Recent reports from several laboratories indicate that adenosine can modulate the expression of other angiogenic growth factors. The adenosine analog NECA increased the expression of the proangiogenic factors insulin-like growth factor-I (IGF-I) and basic fibroblast growth factor (bFGF) in a time-dependent manner in human retinal ECs (61). NECA also increased the expression of the proangiogenic factors interleukin-8 (IL-8) and angiopoietin-2 (Ang-2) mRNA in human mast cells (51) as well as bFGF in human microvascular ECs (50). A2B receptors mediated the IL-8 and bFGF responses and A3 receptors may have mediated the Ang-2 response (50, 51).
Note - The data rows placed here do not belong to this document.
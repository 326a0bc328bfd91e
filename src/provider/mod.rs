//! Completion provider boundary.

pub mod format;
pub mod http;

#[cfg(feature = "openai")]
pub mod openai;

use std::collections::BTreeMap;
use std::sync::Arc;

use async_trait::async_trait;
use futures::stream::BoxStream;
use serde_json::Value;

use crate::config::ColloquyConfig;
use crate::error::{ColloquyError, Result};
use crate::tools::ToolDefinition;
use crate::types::{TokenUsage, ToolCall};

/// A single chat-completion call.
#[derive(Debug, Clone, Default)]
pub struct CompletionRequest {
    pub model: String,
    /// Messages already in wire format, see [`format::format_thread`].
    pub messages: Vec<Value>,
    pub tools: Vec<ToolDefinition>,
    pub temperature: Option<f32>,
}

/// Result of a completion: either content, tool calls, or both.
#[derive(Debug, Clone, Default, PartialEq)]
pub struct CompletionResponse {
    pub content: Option<String>,
    pub tool_calls: Vec<ToolCall>,
    pub usage: TokenUsage,
    /// Model name reported by the provider, if any.
    pub model: Option<String>,
}

/// Fragment of a streamed tool call, keyed by its position in the response.
#[derive(Debug, Clone, Default, PartialEq)]
pub struct ToolCallDelta {
    pub index: usize,
    pub id: Option<String>,
    pub name: Option<String>,
    pub arguments: Option<String>,
}

/// One streamed chunk.
#[derive(Debug, Clone, Default, PartialEq)]
pub struct CompletionDelta {
    pub content: Option<String>,
    pub tool_calls: Vec<ToolCallDelta>,
    pub usage: Option<TokenUsage>,
}

impl CompletionDelta {
    pub fn text(content: impl Into<String>) -> Self {
        Self {
            content: Some(content.into()),
            ..Default::default()
        }
    }
}

/// Assembles streamed deltas into a [`CompletionResponse`].
#[derive(Debug, Default)]
pub struct CompletionAccumulator {
    content: String,
    calls: BTreeMap<usize, ToolCallDelta>,
    usage: TokenUsage,
}

impl CompletionAccumulator {
    pub fn push(&mut self, delta: &CompletionDelta) {
        if let Some(text) = &delta.content {
            self.content.push_str(text);
        }
        for fragment in &delta.tool_calls {
            let slot = self.calls.entry(fragment.index).or_insert_with(|| ToolCallDelta {
                index: fragment.index,
                ..Default::default()
            });
            if fragment.id.is_some() {
                slot.id.clone_from(&fragment.id);
            }
            if let Some(name) = &fragment.name {
                slot.name.get_or_insert_with(String::new).push_str(name);
            }
            if let Some(args) = &fragment.arguments {
                slot.arguments.get_or_insert_with(String::new).push_str(args);
            }
        }
        if let Some(usage) = delta.usage {
            self.usage = usage;
        }
    }

    pub fn finish(self) -> CompletionResponse {
        let tool_calls = self
            .calls
            .into_values()
            .map(|call| {
                ToolCall::function(
                    call.id
                        .filter(|id| !id.is_empty())
                        .unwrap_or_else(|| format!("call_{}", call.index)),
                    call.name.unwrap_or_default(),
                    call.arguments.unwrap_or_default(),
                )
            })
            .collect();
        CompletionResponse {
            content: (!self.content.is_empty()).then_some(self.content),
            tool_calls,
            usage: self.usage,
            model: None,
        }
    }
}

/// An LLM chat-completion backend.
#[async_trait]
pub trait CompletionProvider: Send + Sync {
    fn provider_name(&self) -> &str;

    async fn complete(&self, request: &CompletionRequest) -> Result<CompletionResponse>;

    /// Stream a completion. The default performs a blocking completion and
    /// yields it as a single delta.
    async fn stream(
        &self,
        request: &CompletionRequest,
    ) -> Result<BoxStream<'static, Result<CompletionDelta>>> {
        let response = self.complete(request).await?;
        let delta = CompletionDelta {
            content: response.content,
            tool_calls: response
                .tool_calls
                .into_iter()
                .enumerate()
                .map(|(index, call)| ToolCallDelta {
                    index,
                    id: Some(call.id),
                    name: Some(call.function.name),
                    arguments: Some(call.function.arguments),
                })
                .collect(),
            usage: Some(response.usage),
        };
        Ok(Box::pin(futures::stream::iter([Ok(delta)])))
    }
}

/// Build a provider by name using credentials from `config`.
///
/// Known names: `openai` and `openai-compatible` (requires a base URL).
pub fn create_provider(name: &str, config: &ColloquyConfig) -> Result<Arc<dyn CompletionProvider>> {
    match name {
        #[cfg(feature = "openai")]
        "openai" => {
            let api_key = config.get_api_key("openai").ok_or_else(|| {
                ColloquyError::Authentication("OPENAI_API_KEY is not set".into())
            })?;
            Ok(Arc::new(openai::OpenAiProvider::new(
                api_key,
                config.get_base_url("openai"),
            )))
        }
        #[cfg(feature = "openai")]
        "openai-compatible" => {
            let base_url = config.get_base_url("openai-compatible").ok_or_else(|| {
                ColloquyError::Configuration("OPENAI_COMPAT_BASE_URL is not set".into())
            })?;
            let api_key = config.get_api_key("openai-compatible").unwrap_or_default();
            Ok(Arc::new(
                openai::OpenAiProvider::new(api_key, Some(base_url))
                    .with_name("openai-compatible"),
            ))
        }
        other => Err(ColloquyError::Configuration(format!(
            "unknown provider '{other}'"
        ))),
    }
}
Other studies have shown that adenosine and A2A agonists can downregulate the antiangiogenic factor tumor necrosis factor (TNF)-α in mouse macrophages (112). TNF-α inhibits the proliferative response of ECs through inactivation of VEGFRs (141). Therefore, adenosine can modulate proangiogenic and antiangiogenic factors in a manner that promotes angiogenesis.
What is the functional importance of adenosine-induced VEGF release from ECs compared with other cell types?
Although the induction of VEGF expression by adenosine has been studied in ECs more than any other cell type (see Table 3), the functional importance of VEGF released from ECs in the stimulation of angiogenesis must be questioned for the following reason: capillary sprouts grow toward hypoxic areas of a tissue where there are no capillaries and hence no ECs. These hypoxic areas have parenchymal cells that use oxygen in proportion to their metabolic requirements. When the metabolic requirements of the parenchymal cells exceed the perfusion/diffusion capabilities of the local capillary network, interstitial levels of adenosine as well as intracellular levels of HIF-1 increase greatly, causing the cells to release greater amounts of VEGF. VEGF, in turn, diffuses in all directions, establishing a concentration gradient for EC migration toward the hypoxic parenchymal cells.
That capillary growth can be directed toward hypoxic parenchymal cells in the microenvironment of a tissue is apparent when skeletal muscle capillarity is examined: oxidative fibers are surrounded by a greater number of capillaries compared with adjacent glycolytic fibers. The oxidative fibers use greater amounts of oxygen, produce greater amounts of adenosine, and release greater amounts of VEGF, as discussed previously.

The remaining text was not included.